Pero al juntar las frases anteriores siento el mismo abismo que cuando investigo en Google Earth los 1.930 kilómetros del río Xi y todo su valle fluvial. El mismo vértigo que al alejar la lupa, dentro de la inmensa China, el Xi se convierte en un pequeño charco que un niño de tres años fácilmente podría recoger en su cubo.
Apenas con esos tres años llegó Quiang con sus padres y sus dos hermanos a España. Montaron un restaurante en el barrio de Usera, en Madrid, y empezaron a cocinar sopa de Wan-tun, gambas agridulces y rollitos de primavera… mientras Quiang Quiang deslizaba sus dedos mullidos entre las bolas del ábaco que sonaban en un mundo para él de absoluto silencio.
Dicen que un niño desde que nace sabe diferenciar los distintos idiomas en los que le están hablando y que son grandes observadores de los labios y de los gestos. Si a los tres años dejan de hablarle en uno de esos idiomas su cerebro poco a poco lo olvida, hasta que desaparece.
Cuando entró en el colegio, Quiang era un niño regordete y con las mejillas encendidas que sólo había interaccionado con el cantonés. Y es en este punto cuando me surge ese abismo antes mencionado, y además, en la misma proporción con la que me resulta difícil seguir el curso del río Xi:
¿Qué meandros, gargantas, desembocaduras… infinitas debe cursar el cerebro de un niño cuando por primera vez se esfuerza, escuchando a través de unos pequeños audífonos, un idioma tan diferente al chino cantonés? ¿Y sin embargo, qué tamaño tan insignificante ocupa este esfuerzo ante los ojos de la inmensa y vasta humanidad?
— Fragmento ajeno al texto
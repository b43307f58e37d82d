//! C-ABI exports for external linking.
//!
//! Gated behind `features = ["ffi"]`. With the `testing` feature, export
//! names are prefixed by variant so a harness can link all three side by
//! side:
//!   - `nightly` → `rumalloc_nightly_*`
//!   - `std`     → `rumalloc_std_*`
//!   - neither   → `rumalloc_nostd_*`
//! Without `testing`, exports plain `rumalloc_*` names.

use crate::allocator::RuMalloc;
use core::alloc::{GlobalAlloc, Layout};

static ALLOC: RuMalloc = RuMalloc;

#[cfg_attr(not(feature = "testing"), unsafe(no_mangle))]
#[cfg_attr(
    all(feature = "testing", feature = "nightly"),
    unsafe(export_name = "rumalloc_nightly_alloc")
)]
#[cfg_attr(
    all(feature = "testing", feature = "std", not(feature = "nightly")),
    unsafe(export_name = "rumalloc_std_alloc")
)]
#[cfg_attr(
    all(feature = "testing", not(any(feature = "nightly", feature = "std"))),
    unsafe(export_name = "rumalloc_nostd_alloc")
)]
pub unsafe extern "C" fn rumalloc_alloc(size: usize, align: usize) -> *mut u8 {
    let layout = unsafe { Layout::from_size_align_unchecked(size, align) };
    unsafe { ALLOC.alloc(layout) }
}

#[cfg_attr(not(feature = "testing"), unsafe(no_mangle))]
#[cfg_attr(
    all(feature = "testing", feature = "nightly"),
    unsafe(export_name = "rumalloc_nightly_dealloc")
)]
#[cfg_attr(
    all(feature = "testing", feature = "std", not(feature = "nightly")),
    unsafe(export_name = "rumalloc_std_dealloc")
)]
#[cfg_attr(
    all(feature = "testing", not(any(feature = "nightly", feature = "std"))),
    unsafe(export_name = "rumalloc_nostd_dealloc")
)]
pub unsafe extern "C" fn rumalloc_dealloc(ptr: *mut u8, size: usize, align: usize) {
    let layout = unsafe { Layout::from_size_align_unchecked(size, align) };
    unsafe { ALLOC.dealloc(ptr, layout) }
}

#[cfg_attr(not(feature = "testing"), unsafe(no_mangle))]
#[cfg_attr(
    all(feature = "testing", feature = "nightly"),
    unsafe(export_name = "rumalloc_nightly_realloc")
)]
#[cfg_attr(
    all(feature = "testing", feature = "std", not(feature = "nightly")),
    unsafe(export_name = "rumalloc_std_realloc")
)]
#[cfg_attr(
    all(feature = "testing", not(any(feature = "nightly", feature = "std"))),
    unsafe(export_name = "rumalloc_nostd_realloc")
)]
pub unsafe extern "C" fn rumalloc_realloc(
    ptr: *mut u8,
    size: usize,
    align: usize,
    new_size: usize,
) -> *mut u8 {
    let layout = unsafe { Layout::from_size_align_unchecked(size, align) };
    unsafe { ALLOC.realloc(ptr, layout, new_size) }
}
Recuerda un cuento de osos y el gesto del lenguaje de los signos correspondiente que conduce la mano a la cabeza en forma de oreja.
El español empezó así para él con tres profesoras, la de castellano, la de lengua oral y la del lenguaje de los signos. La comunicación con el mundo empezó con un baile de manos, con una danza de gestos que iban dando forma y significado a sus nuevos ruidos hasta que se convirtieron en idioma, dejando atrás aquel bebe aislado y tranquilo que sólo lloraba cuando quería comer y que le han revelado en un joven muy, muy tenaz.
Quiang Quiang quiere ser arquitecto y construir un edificio altísimo con forma de escalera. Quiere ser youtuber…
También quiere ser fotógrafo, así que como es tímido le ofrezco mi cámara para que sea él el primero en disparar. Ana Belén, su jefa de estudios, le anima. Al principio no puede enfocarme, pero después no para y es así la primera vez que le escucho realmente reír. En esta peculiar situación, delante de tu propia cámara, una se siente muy feliz.
Cuando veo su sonrisa y la ingenuidad pura de su mirada, me pregunto qué hará cuando salga de este río protegido por las orillas, desprovisto de las malas hierbas que se enredan en el fondo, controlado para que sus crecidas no inunden los campos sembrados. Cuando deje atrás a Ana Belén, su primera profesora, su tutora, casi su madre; cuando deje su mundo del cole y a sus amigos…
Existe una leyenda sobre el Koi, un pez chino. Una especie de carpa de llamativos colores y larga vida. Un pez amable y tenaz que cuentan que reconoce a sus dueños, a los que hace prósperos y felices. Cuenta que aquel pez que conseguía remontar la cascada, nadando río arriba, se convertía como recompensa en un dragón. En una criatura como chorros de agua, de poderes sobrenaturales, que podía ser tan grande como el universo o tan pequeño como un gusano de seda. No todos lo conseguían.
(Mis agradecimientos al Colegio Ponce de León, de la Fundación Montemadrid -esta es una de las fotos de la sesión para su calendario, correspondiente al mes de noviembre-, a Ana Belén García de la Torre, David Calzado y, por supuesto, a Quiang Quiang).
Comentarios
Por Álex Mene, el 05 febrero 2018
Un gran artículo. Hermosas palabras e imágenes.
Por victoria, el 05 febrero 2018
Muchas gracias, Álex Mene. Un saludo!!!